Monday, Mar. 21, 1960
The Science-Fiction Situation
NEW MAPS OF HELL (161 pp.)--Kingsley Amis--Harcourf, Brace ($3.95).
The existence of a hard-cover monograph by a respectable author in praise of science fiction poses a question: Are science-fiction addicts still to be classed with such pariahs as matchbook collectors, astrologers, dog breeders, philatelists, health foodists and canasta bugs? Or have they gained the social level of horse players ($50 and $100 windows), opera lovers, physicists, bridge careerists and sports-car nuts? British Novelist Kingsley (Lucky Jim) Amis, a science-fiction addict since he was twelve, speaks with dignity in behalf of his fellow incurables.
Now largely past its BEM (bug-eyed monster) and little-green-menace stage, science fiction can look fondly at its own beginnings, and Amis writes knowledgeably of Lucian of Samosata. The Greek writer's True History is an early account of a space voyage (the ship is whirled to the moon by a waterspout), but though fictional it is hardly scientific, even considering the state of science in the 2nd century A.D. Claims of other ancestors are unsurprising: Swift, H. G. Wells, and Jules Verne. Until about 1940, BEMs kept a many-tentacled grip on the medium, but then came the big turning point. Readers became too sophisticated to accept the simple substitution of the blaster for the six-gun, and stories that were merely prophetic palled as scientists caught up with the pulp writers.
Utopian Marriage. "Idea as hero,'' Amis says donnishly, is the basis of much present-day science fiction.
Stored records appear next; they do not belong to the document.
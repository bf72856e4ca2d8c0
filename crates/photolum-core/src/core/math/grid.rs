use super::MathError;
use std::f64::consts::PI;

/// Builds a uniformly spaced grid over `[low, high)`.
///
/// The step is not a free parameter: it is `π / max_reciprocal`, the largest step that
/// still resolves the Fourier-dual variable up to `max_reciprocal` without aliasing.
///
/// # Errors
///
/// Returns [`MathError::InvalidResolution`] if `max_reciprocal` is not positive and finite,
/// and [`MathError::InvalidBounds`] if `high <= low`.
pub fn uniform_grid(low: f64, high: f64, max_reciprocal: f64) -> Result<Vec<f64>, MathError> {
    if !(max_reciprocal.is_finite() && max_reciprocal > 0.0) {
        return Err(MathError::InvalidResolution(max_reciprocal));
    }
    if !(low.is_finite() && high.is_finite()) || high <= low {
        return Err(MathError::InvalidBounds { low, high });
    }

    let step = grid_step(max_reciprocal);
    let count = ((high - low) / step).ceil() as usize;

    Ok((0..count)
        .map(|i| low + i as f64 * step)
        .take_while(|&x| x < high)
        .collect())
}

#[inline]
pub fn grid_step(max_reciprocal: f64) -> f64 {
    PI / max_reciprocal
}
Utopias, both Orwellian and benign, abound; one interesting Utopian idea, put forth by Science Fictioneer Robert Sheckley, is a society in which wives are placed in suspended animation and warmed up only when needed, so that they age only one year for every dozen on the calendar.
Addicts of oldfashioned, interstellar escape are appalled to find considerable philosophizing in the newer works about man's fate, first causes and the like, taking the place of chromium-plated maidens riding fintail time machines. A remarkable development charted by Amis is that xenophobia seems to be dwindling; extraterrestrial races were once generally loathsome, but now most of them are a good deal more mannerly than human beings. A wry corollary is the now typical story of Earthlings, as far advanced scientifically as they are retarded morally, who burst BEM-like upon the ancient, saintly and helpless squid-creatures of Alpha Centauri.
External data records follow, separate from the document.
use std::fmt;

/// Ordered stages of the emission pipeline, as announced to a [`ProgressReporter`].
#[derive(Debug, Clone, Copy, PartialEq, Eq)]
pub enum Stage {
    Loading,
    HuangRhys,
    EnergyGrid,
    PhononSpectralFunction,
    TimeDomain,
    GeneratingFunction,
    OpticalSpectrum,
    Luminescence,
}

impl Stage {
    /// Stages that follow a precomputed Huang-Rhys spectrum.
    pub const SPECTRAL: [Stage; 6] = [
        Stage::EnergyGrid,
        Stage::PhononSpectralFunction,
        Stage::TimeDomain,
        Stage::GeneratingFunction,
        Stage::OpticalSpectrum,
        Stage::Luminescence,
    ];

    pub fn name(self) -> &'static str {
        match self {
            Stage::Loading => "Loading inputs",
            Stage::HuangRhys => "Huang-Rhys factors",
            Stage::EnergyGrid => "Energy grid",
            Stage::PhononSpectralFunction => "Phonon spectral function",
            Stage::TimeDomain => "Time-domain spectral function",
            Stage::GeneratingFunction => "Generating function",
            Stage::OpticalSpectrum => "Optical spectral function",
            Stage::Luminescence => "Luminescence lineshape",
        }
    }
}

impl fmt::Display for Stage {
    fn fmt(&self, f: &mut fmt::Formatter<'_>) -> fmt::Result {
        f.write_str(self.name())
    }
}

#[derive(Debug, Clone)]
pub enum Progress {
    /// A run is starting and will announce `stages` stages.
    RunStart { stages: u64 },
    StageStart(Stage),
    StageFinish(Stage),
    RunFinish,

    Message(String),
}

pub type ProgressCallback<'a> = Box<dyn Fn(Progress) + Send + Sync + 'a>;

#[derive(Default)]
pub struct ProgressReporter<'a> {
    callback: Option<ProgressCallback<'a>>,
}

impl<'a> ProgressReporter<'a> {
    pub fn new() -> Self {
        Self::default()
    }

    pub fn with_callback(callback: ProgressCallback<'a>) -> Self {
        Self {
            callback: Some(callback),
        }
    }

    #[inline]
    pub fn report(&self, event: Progress) {
        if let Some(cb) = &self.callback {
            cb(event);
        }
    }

    /// Runs `f` between a start and a finish event for `stage`. The finish event is
    /// only sent when `f` succeeds.
    pub fn stage<T, E>(&self, stage: Stage, f: impl FnOnce() -> Result<T, E>) -> Result<T, E> {
        self.report(Progress::StageStart(stage));
        let value = f()?;
        self.report(Progress::StageFinish(stage));
        Ok(value)
    }
}

#[cfg(test)]
mod tests {
    use super::*;
    use std::sync::Mutex;

    #[test]
    fn stage_wraps_closure_with_start_and_finish_events() {
        let events = Mutex::new(Vec::new());
        let reporter = ProgressReporter::with_callback(Box::new(|event| {
            events.lock().unwrap().push(format!("{event:?}"));
        }));

        let value: Result<u32, ()> = reporter.stage(Stage::EnergyGrid, || Ok(7));
        assert_eq!(value, Ok(7));

        let failed: Result<u32, &str> = reporter.stage(Stage::TimeDomain, || Err("boom"));
        assert_eq!(failed, Err("boom"));

        drop(reporter);
        let events = events.into_inner().unwrap();
        assert_eq!(
            events,
            vec![
                "StageStart(EnergyGrid)",
                "StageFinish(EnergyGrid)",
                "StageStart(TimeDomain)",
            ]
        );
    }

    #[test]
    fn silent_reporter_ignores_events() {
        let reporter = ProgressReporter::new();
        reporter.report(Progress::Message("nothing listens".to_string()));
        let value: Result<(), ()> = reporter.stage(Stage::Loading, || Ok(()));
        assert!(value.is_ok());
    }
}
More Than a Pulitzer. Mad scientists, Critic Amis notes, are no longer well regarded. In fact, scientists are often credited with possessing most of mankind's available sanity. (Many S.F. authors and readers have had technical training, and the literature contains more than a hint of mutual admiration.) Except when plots involve genetics, sex is treated with spinsterly distaste; the earthier urges, concludes Amis, are best ignored.
S.F. satire can be harsh and effective; Author William (Of All Possible Worlds) Tenn hypothesized a U.S. where veneration of the average has reached a stage in which all brilliance is suppressed, so that a race of intelligent Newfoundland retrievers is able to take over the government and cross-breed humans for their stick-throwing abilities.
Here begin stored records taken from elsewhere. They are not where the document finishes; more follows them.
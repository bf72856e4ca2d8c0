use super::MathError;
use std::ops::{Add, Mul};

#[derive(Debug, Clone, Copy, PartialEq, Eq, Default)]
pub enum Spacing {
    /// All intervals share the spacing of the first one.
    #[default]
    Uniform,
    /// Each interval uses its own local spacing.
    NonUniform,
}

/// Trapezoidal-rule integral of `values` sampled on `iv`.
///
/// Works for any sample type that can be summed and scaled by a real spacing, so both
/// real curves and complex spectra integrate through the same code path.
pub fn trapezoid<T>(values: &[T], iv: &[f64], spacing: Spacing) -> Result<T, MathError>
where
    T: Copy + Default + Add<Output = T> + Mul<f64, Output = T>,
{
    if values.len() != iv.len() {
        return Err(MathError::LengthMismatch {
            values: values.len(),
            grid: iv.len(),
        });
    }
    if iv.len() < 2 {
        return Err(MathError::TooFewSamples {
            required: 2,
            found: iv.len(),
        });
    }

    let n = values.len();
    match spacing {
        Spacing::Uniform => {
            let div = iv[1] - iv[0];
            let interior = values[1..n - 1]
                .iter()
                .fold(T::default(), |acc, &v| acc + v);
            Ok((interior * 2.0 + values[0] + values[n - 1]) * (div / 2.0))
        }
        Spacing::NonUniform => Ok(iv
            .windows(2)
            .zip(values.windows(2))
            .fold(T::default(), |acc, (x, y)| {
                acc + (y[1] + y[0]) * ((x[1] - x[0]) / 2.0)
            })),
    }
}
Amis has no notion that science fiction will one day comprise the main stream of literature, as some of its proselytizers seem to think. But he defends it vigorously as a popular art form, and, by way of illustrating its appeal, he cites the case of a science-fiction writer who wandered into a New Orleans bordello and found his work so highly favored by the staff that he was asked to be the guest of the establishment. Better writers may have won the Pulitzer Prize, but few have won this sort of recognition.